Exercise details:
The listing below holds a line with "ray, per-vertex color)." and a line with "uniform_size: mem::size_of::<LineUniforms>() as". Reproduce those two lines exactly, plus everything between them.
--
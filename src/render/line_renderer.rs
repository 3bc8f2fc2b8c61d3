//! Debug ray renderer (`LineList`, one segment per ray, per-vertex color).
//!
//! Rays are re-uploaded every frame, so the host can hand in whatever the current
//! snapshot produces without caching.

use std::mem;

use crate::render::gpu::Gpu;
use crate::render::pipeline::{UniformPipeline, UniformPipelineDesc};
use crate::render::primitives::{LineUniforms, LineVertex, StreamBuffer, ray_vertices};
use crate::scene::{Camera3D, DebugRay};

pub struct LineRenderer {
    pipeline: UniformPipeline,
    vertex_buffer: StreamBuffer,
}

impl LineRenderer {
    pub fn new(gpu: &Gpu) -> anyhow::Result<Self> {
        let pipeline = UniformPipeline::new(
            gpu,
            UniformPipelineDesc {
                label: "LineRenderer",
                shader_source: include_str!("shaders/line.wgsl"),
                vertex_layout: LineVertex::layout(),
                topology: wgpu::PrimitiveTopology::LineList,
                uniform_size: mem::size_of::<LineUniforms>() as u64,
            },
        )?;

        Ok(Self {
            pipeline,
            vertex_buffer: StreamBuffer::new(
                gpu,
                "LineRenderer Vertex Buffer",
                wgpu::BufferUsages::VERTEX,
            ),
        })
    }

    pub fn draw_rays(
        &mut self,
        gpu: &Gpu,
        pass: &mut wgpu::RenderPass<'_>,
        camera: &Camera3D,
        rays: &[DebugRay],
    ) {
        let vertices = ray_vertices(rays);
        if vertices.is_empty() {
            return;
        }
        let bytes = self.vertex_buffer.write(gpu, bytemuck::cast_slice(&vertices));

        self.pipeline
            .bind(gpu, pass, &LineUniforms::new(camera.clip_from_world()));
        pass.set_vertex_buffer(0, self.vertex_buffer.slice(bytes));
        pass.draw(0..vertices.len() as u32, 0..1);
    }
}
--
Task solution:
//! Debug ray renderer (`LineList`, one segment per ray, per-vertex color).
//!
//! Rays are re-uploaded every frame, so the host can hand in whatever the current
//! snapshot produces without caching.

use std::mem;

use crate::render::gpu::Gpu;
use crate::render::pipeline::{UniformPipeline, UniformPipelineDesc};
use crate::render::primitives::{LineUniforms, LineVertex, StreamBuffer, ray_vertices};
use crate::scene::{Camera3D, DebugRay};

pub struct LineRenderer {
    pipeline: UniformPipeline,
    vertex_buffer: StreamBuffer,
}

impl LineRenderer {
    pub fn new(gpu: &Gpu) -> anyhow::Result<Self> {
        let pipeline = UniformPipeline::new(
            gpu,
            UniformPipelineDesc {
                label: "LineRenderer",
                shader_source: include_str!("shaders/line.wgsl"),
                vertex_layout: LineVertex::layout(),
                topology: wgpu::PrimitiveTopology::LineList,
                uniform_size: mem::size_of::<LineUniforms>() as u64,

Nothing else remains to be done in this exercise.